*PROBLEM TO SOLVE*: Every line of the records below that has the word "dups" should be copied.

*SOURCE MATERIAL*:
++++++++++
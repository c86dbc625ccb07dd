//! Binding model
//!
//! A binding is a declared reference, in the worker manifest, to an
//! external resource that code accesses by name on the env object.

mod parser;

pub use parser::parse_manifest;

use serde::{Deserialize, Serialize};

/// Resource category of a binding
#[derive(Debug, Clone, Copy, PartialEq, Eq, Hash, Serialize, Deserialize)]
#[serde(rename_all = "kebab-case")]
pub enum BindingCategory {
    /// Eventually-consistent key-value namespace
    KvStore,
    /// Object (blob) bucket
    ObjectStore,
    /// Relational (SQL) database
    Database,
    /// Coordination primitive with strongly-consistent storage
    DurableObject,
    /// Reference to another deployed service
    Service,
    /// Message queue producer
    Queue,
    /// Vector similarity index
    VectorIndex,
    /// Model inference binding
    Inference,
    /// Plain scalar variable
    Var,
}

impl BindingCategory {
    /// Target-language type emitted for this category
    pub fn ts_type(&self) -> &'static str {
        match self {
            BindingCategory::KvStore => "KeyValueStore",
            BindingCategory::ObjectStore => "ObjectStore",
            BindingCategory::Database => "RelationalDatabase",
            BindingCategory::DurableObject => "CoordinationNamespace",
            BindingCategory::Service => "ServiceHandle",
            BindingCategory::Queue => "Queue",
            BindingCategory::VectorIndex => "VectorIndex",
            BindingCategory::Inference => "InferenceClient",
            BindingCategory::Var => "string",
        }
    }

    /// Comment header used when grouping generated fields
    pub fn group_label(&self) -> &'static str {
        match self {
            BindingCategory::KvStore => "Key-value namespaces",
            BindingCategory::ObjectStore => "Object store buckets",
            BindingCategory::Database => "Relational databases",
            BindingCategory::DurableObject => "Durable objects",
            BindingCategory::Service => "Service bindings",
            BindingCategory::Queue => "Queues",
            BindingCategory::VectorIndex => "Vector indexes",
            BindingCategory::Inference => "Inference bindings",
            BindingCategory::Var => "Variables",
        }
    }
}

impl std::fmt::Display for BindingCategory {
    fn fmt(&self, f: &mut std::fmt::Formatter<'_>) -> std::fmt::Result {
        write!(f, "{}", self.group_label())
    }
}

/// One declared external resource reference
#[derive(Debug, Clone, PartialEq, Eq, Serialize, Deserialize)]
pub struct BindingRecord {
    /// Identifier code uses on the env object
    pub name: String,
    pub category: BindingCategory,
    /// Category-specific attribute: namespace id, bucket name, database
    /// name, class name, service name, queue name or index name
    #[serde(skip_serializing_if = "Option::is_none")]
    pub resource: Option<String>,
}

impl BindingRecord {
    pub fn new(name: &str, category: BindingCategory) -> Self {
        Self {
            name: name.to_string(),
            category,
            resource: None,
        }
    }

    pub fn with_resource(mut self, resource: &str) -> Self {
        self.resource = Some(resource.to_string());
        self
    }
}

/// Insertion-ordered set of bindings parsed from one manifest
///
/// Uniqueness on `name` is expected but not enforced; duplicates are
/// surfaced by [`BindingRegistry::duplicates`] rather than rejected.
#[derive(Debug, Clone, Default, PartialEq, Eq, Serialize, Deserialize)]
pub struct BindingRegistry {
    pub records: Vec<BindingRecord>,
}

impl BindingRegistry {
    pub fn push(&mut self, record: BindingRecord) {
        self.records.push(record);
    }

    pub fn is_empty(&self) -> bool {
        self.records.is_empty()
    }

    pub fn len(&self) -> usize {
        self.records.len()
    }

    pub fn iter(&self) -> impl Iterator<Item = &BindingRecord> {
        self.records.iter()
    }

    /// Names declared by any record
    pub fn names(&self) -> Vec<&str> {
        self.records.iter().map(|r| r.name.as_str()).collect()
    }

    /// Names declared more than once, in first-occurrence order
    pub fn duplicates(&self) -> Vec<&str> {
        let mut seen: Vec<&str> = Vec::new();
        let mut dups: Vec<&str> = Vec::new();
        for record in &self.records {
            let name = record.name.as_str();
            if seen.contains(&name) {
                if !dups.contains(&name) {
                    dups.push(name);
                }
            } else {
                seen.push(name);
            }
        }
        dups
    }
}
++++++++++
*WRITTEN RESPONSE*:
        let mut dups: Vec<&str> = Vec::new();
                if !dups.contains(&name) {
                    dups.push(name);
        dups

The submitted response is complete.